Let’s begin with the installation. I will be using a conda environment to install the packages required for this post. Feel free to the environment of your choice.

conda create -n supercharge_timm_tensorrt python=3.11
conda activate supercharge_timm_tensorrt

We’ll be using the timm library to load a pre-trained model and run inference. So let’s install timm.

pip install timm

At the time of writing, there are over 1370 models available in timm. Any of which can be used in this post.

๐Ÿ”ง Load and Infer

Let’s load a top performing model from the timm leaderboard - the eva02_large_patch14_448.mim_m38m_ft_in22k_in1k model.

The plot above shows the accuracy vs inference speed for the EVA02 model.

Look closely, the EVA02 model achieves top ImageNet accuracy (90.05% top-1, 99.06% top-5) but is lags in speed. Check out the model on the timm leaderboard here.

So let’s get the EVA02 model on our local machine

import timm

model_name = 'eva02_large_patch14_448.mim_m38m_ft_in22k_in1k'
model = timm.create_model(model_name, pretrained=True).eval()

Get the data config and transformations for the model

data_config = timm.data.resolve_model_data_config(model)
transforms = timm.data.create_transform(**data_config, is_training=False)

And run an inference to get the top 5 predictions

import torch
from PIL import Image
from urllib.request import urlopen

img = Image.open(urlopen('https://huggingface.co/datasets/huggingface/documentation-images/resolve/main/beignets-task-guide.png'))

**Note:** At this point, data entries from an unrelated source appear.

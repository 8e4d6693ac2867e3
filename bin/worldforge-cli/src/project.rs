//! Opening a project: backends, base cache and the document manager

use std::path::PathBuf;
use std::sync::Arc;

use anyhow::{Context, Result, bail};
use tracing::info;

use worldforge_common::{Config, DocumentId};
use worldforge_docs::{
    AssetArchive, BaseCacheHandle, DocumentContext, DocumentManager, DocumentRegistry,
    MemoryArchive, MemoryStorage, StorageBackend,
};
use worldforge_store::{RedbArchive, RedbDocumentStore};

/// Landblocks per side of the world used by `--in-memory`
const SCRATCH_EXTENT: u8 = 8;

/// Id of the authoritative terrain document
pub fn terrain_id() -> Result<DocumentId> {
    Ok(DocumentId::new("terrain")?)
}

/// Id of a named layer document
pub fn layer_id(name: &str) -> Result<DocumentId> {
    DocumentId::new(format!("layer:{name}")).context("invalid layer name")
}

enum Backends {
    Redb {
        archive: Arc<RedbArchive>,
        documents: Arc<RedbDocumentStore>,
    },
    Memory {
        archive: Arc<MemoryArchive>,
        documents: Arc<MemoryStorage>,
    },
}

pub struct Project {
    pub config: Config,
    backends: Backends,
    base_cache: BaseCacheHandle,
}

impl Project {
    pub fn open(config: Config, in_memory: bool) -> Result<Self> {
        let (backends, base_cache) = if in_memory {
            info!("Using an in-memory {SCRATCH_EXTENT}x{SCRATCH_EXTENT} scratch world");
            (
                Backends::Memory {
                    archive: Arc::new(MemoryArchive::flat(SCRATCH_EXTENT, 0)),
                    documents: Arc::new(MemoryStorage::new()),
                },
                BaseCacheHandle::in_memory(&config.terrain),
            )
        } else {
            let data_dir = &config.project.data_dir;
            let archive = RedbArchive::open(data_dir.join("archive.redb"))
                .context("failed to open asset archive")?;
            let documents = RedbDocumentStore::open(data_dir.join("documents.redb"))
                .context("failed to open document store")?;
            (
                Backends::Redb {
                    archive: Arc::new(archive),
                    documents: Arc::new(documents),
                },
                BaseCacheHandle::new(&config.project.cache_dir, &config.terrain),
            )
        };
        Ok(Self {
            config,
            backends,
            base_cache,
        })
    }

    pub fn archive(&self) -> Arc<dyn AssetArchive> {
        match &self.backends {
            Backends::Redb { archive, .. } => archive.clone(),
            Backends::Memory { archive, .. } => archive.clone(),
        }
    }

    fn storage(&self) -> Arc<dyn StorageBackend> {
        match &self.backends {
            Backends::Redb { documents, .. } => documents.clone(),
            Backends::Memory { documents, .. } => documents.clone(),
        }
    }

    /// The persistent archive, for commands that only make sense on disk
    pub fn redb_archive(&self) -> Result<&RedbArchive> {
        match &self.backends {
            Backends::Redb { archive, .. } => Ok(archive),
            Backends::Memory { .. } => bail!("this command needs a persistent project"),
        }
    }

    pub fn redb_documents(&self) -> Result<&RedbDocumentStore> {
        match &self.backends {
            Backends::Redb { documents, .. } => Ok(documents),
            Backends::Memory { .. } => bail!("this command needs a persistent project"),
        }
    }

    pub fn base_cache(&self) -> &BaseCacheHandle {
        &self.base_cache
    }

    pub fn snapshot_path(&self) -> Option<PathBuf> {
        self.base_cache.snapshot_path().map(PathBuf::from)
    }

    /// Start a document manager over this project's backends
    pub fn manager(&self) -> Result<DocumentManager> {
        let context = DocumentContext::new(self.archive(), self.base_cache.clone());
        let manager = DocumentManager::new(
            self.storage(),
            context,
            DocumentRegistry::with_defaults(),
            self.config.manager.clone(),
        )?;
        Ok(manager)
    }
}
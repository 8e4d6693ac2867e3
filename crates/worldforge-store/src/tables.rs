//! Redb table definitions

use redb::TableDefinition;

// Document store
// Key: document id, Value: bincode-encoded DocumentRecord
pub const DOCUMENTS: TableDefinition<&str, &[u8]> = TableDefinition::new("documents");

// Asset archive
// Key: record id ((landblock << 16) | subtype), Value: bincode-encoded LandblockRecord
pub const LANDBLOCKS: TableDefinition<u32, &[u8]> = TableDefinition::new("landblocks");
pub const ARCHIVE_META: TableDefinition<&str, u32> = TableDefinition::new("meta");

pub const META_ITERATION: &str = "iteration";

with torch.inference_mode():
    output = model(transforms(img).unsqueeze(0))

top5_probabilities, top5_class_indices = torch.topk(output.softmax(dim=1) * 100, k=5)

Next, decode the predictions into class names as a sanity check

from imagenet_classes import IMAGENET2012_CLASSES

im_classes = list(IMAGENET2012_CLASSES.values())
class_names = [im_classes[i] for i in top5_class_indices[0]]

for name, prob in zip(class_names, top5_probabilities[0]):
    print(f"{name}: {prob:.2f}%")

Top 5 predictions:

>>> espresso: 26.78%
>>> eggnog: 2.88%
>>> cup: 2.60%
>>> chocolate sauce, chocolate syrup: 2.39%
>>> bakery, bakeshop, bakehouse: 1.48%

Looks like the model is doing it’s job.

Now let’s benchmark the inference latency.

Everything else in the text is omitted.